▸ INSTRUCTIONS TO FOLLOW
Write out, word for word, every line in the data below from the one containing "filename src/prelude.rs" to the one containing "pub use crate::utils::Utils;", both of them included.

▸ PROVIDED DATA

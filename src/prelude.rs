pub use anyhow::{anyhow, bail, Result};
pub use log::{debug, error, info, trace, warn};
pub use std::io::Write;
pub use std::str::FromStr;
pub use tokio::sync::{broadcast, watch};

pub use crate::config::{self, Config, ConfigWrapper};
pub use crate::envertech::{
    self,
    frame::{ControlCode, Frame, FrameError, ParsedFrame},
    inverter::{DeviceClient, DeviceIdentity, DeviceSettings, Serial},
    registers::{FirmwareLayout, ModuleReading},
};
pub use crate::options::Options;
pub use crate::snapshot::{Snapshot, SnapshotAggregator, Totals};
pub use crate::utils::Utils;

--

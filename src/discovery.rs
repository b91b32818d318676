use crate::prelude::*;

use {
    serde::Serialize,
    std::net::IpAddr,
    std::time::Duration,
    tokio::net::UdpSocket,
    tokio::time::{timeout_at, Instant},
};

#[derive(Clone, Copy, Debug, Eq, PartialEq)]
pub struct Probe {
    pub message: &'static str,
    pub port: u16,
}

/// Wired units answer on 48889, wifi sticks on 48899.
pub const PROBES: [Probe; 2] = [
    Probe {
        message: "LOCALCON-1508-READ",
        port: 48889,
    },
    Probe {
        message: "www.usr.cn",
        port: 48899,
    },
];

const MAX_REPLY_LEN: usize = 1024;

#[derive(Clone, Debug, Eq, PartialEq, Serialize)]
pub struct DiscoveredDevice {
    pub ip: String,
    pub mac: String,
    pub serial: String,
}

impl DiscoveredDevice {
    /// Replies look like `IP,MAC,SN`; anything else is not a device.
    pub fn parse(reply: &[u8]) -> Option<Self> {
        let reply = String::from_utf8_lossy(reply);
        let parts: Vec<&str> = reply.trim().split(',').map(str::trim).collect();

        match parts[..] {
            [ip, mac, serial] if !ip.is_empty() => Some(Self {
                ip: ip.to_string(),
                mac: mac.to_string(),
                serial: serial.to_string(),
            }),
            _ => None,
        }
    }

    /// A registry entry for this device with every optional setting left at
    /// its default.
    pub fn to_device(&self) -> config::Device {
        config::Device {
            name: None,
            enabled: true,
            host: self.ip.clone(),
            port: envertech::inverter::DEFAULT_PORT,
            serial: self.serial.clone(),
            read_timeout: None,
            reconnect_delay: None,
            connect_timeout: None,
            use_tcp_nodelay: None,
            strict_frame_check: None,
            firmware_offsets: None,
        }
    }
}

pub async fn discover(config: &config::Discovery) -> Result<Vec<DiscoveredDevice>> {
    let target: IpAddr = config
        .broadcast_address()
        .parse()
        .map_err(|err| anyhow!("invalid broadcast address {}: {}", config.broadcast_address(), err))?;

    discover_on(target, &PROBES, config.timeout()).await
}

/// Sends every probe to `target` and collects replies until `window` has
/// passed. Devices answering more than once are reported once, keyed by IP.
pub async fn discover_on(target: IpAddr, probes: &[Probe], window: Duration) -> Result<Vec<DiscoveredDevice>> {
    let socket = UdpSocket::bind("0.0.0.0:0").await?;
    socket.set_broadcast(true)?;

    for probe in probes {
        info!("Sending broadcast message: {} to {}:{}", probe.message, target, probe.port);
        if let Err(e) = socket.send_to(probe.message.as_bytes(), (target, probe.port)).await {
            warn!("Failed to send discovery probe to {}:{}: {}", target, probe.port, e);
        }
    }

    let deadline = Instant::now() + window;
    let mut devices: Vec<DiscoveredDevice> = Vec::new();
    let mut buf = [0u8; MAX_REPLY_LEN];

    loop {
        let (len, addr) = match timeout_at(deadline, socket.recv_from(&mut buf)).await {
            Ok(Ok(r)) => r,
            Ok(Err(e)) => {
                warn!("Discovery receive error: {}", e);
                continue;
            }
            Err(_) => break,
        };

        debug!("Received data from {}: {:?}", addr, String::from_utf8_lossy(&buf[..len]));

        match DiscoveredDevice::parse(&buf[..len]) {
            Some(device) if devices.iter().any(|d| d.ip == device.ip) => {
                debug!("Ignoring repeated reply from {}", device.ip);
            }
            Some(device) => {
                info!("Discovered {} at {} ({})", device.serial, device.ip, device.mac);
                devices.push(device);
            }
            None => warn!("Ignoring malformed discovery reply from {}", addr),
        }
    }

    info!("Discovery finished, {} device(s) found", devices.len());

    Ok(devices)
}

▸ RESULT BELOW
filename src/prelude.rs
pub use anyhow::{anyhow, bail, Result};
pub use log::{debug, error, info, trace, warn};
pub use std::io::Write;
pub use std::str::FromStr;
pub use tokio::sync::{broadcast, watch};

pub use crate::config::{self, Config, ConfigWrapper};
pub use crate::envertech::{
    self,
    frame::{ControlCode, Frame, FrameError, ParsedFrame},
    inverter::{DeviceClient, DeviceIdentity, DeviceSettings, Serial},
    registers::{FirmwareLayout, ModuleReading},
};
pub use crate::options::Options;
pub use crate::snapshot::{Snapshot, SnapshotAggregator, Totals};
pub use crate::utils::Utils;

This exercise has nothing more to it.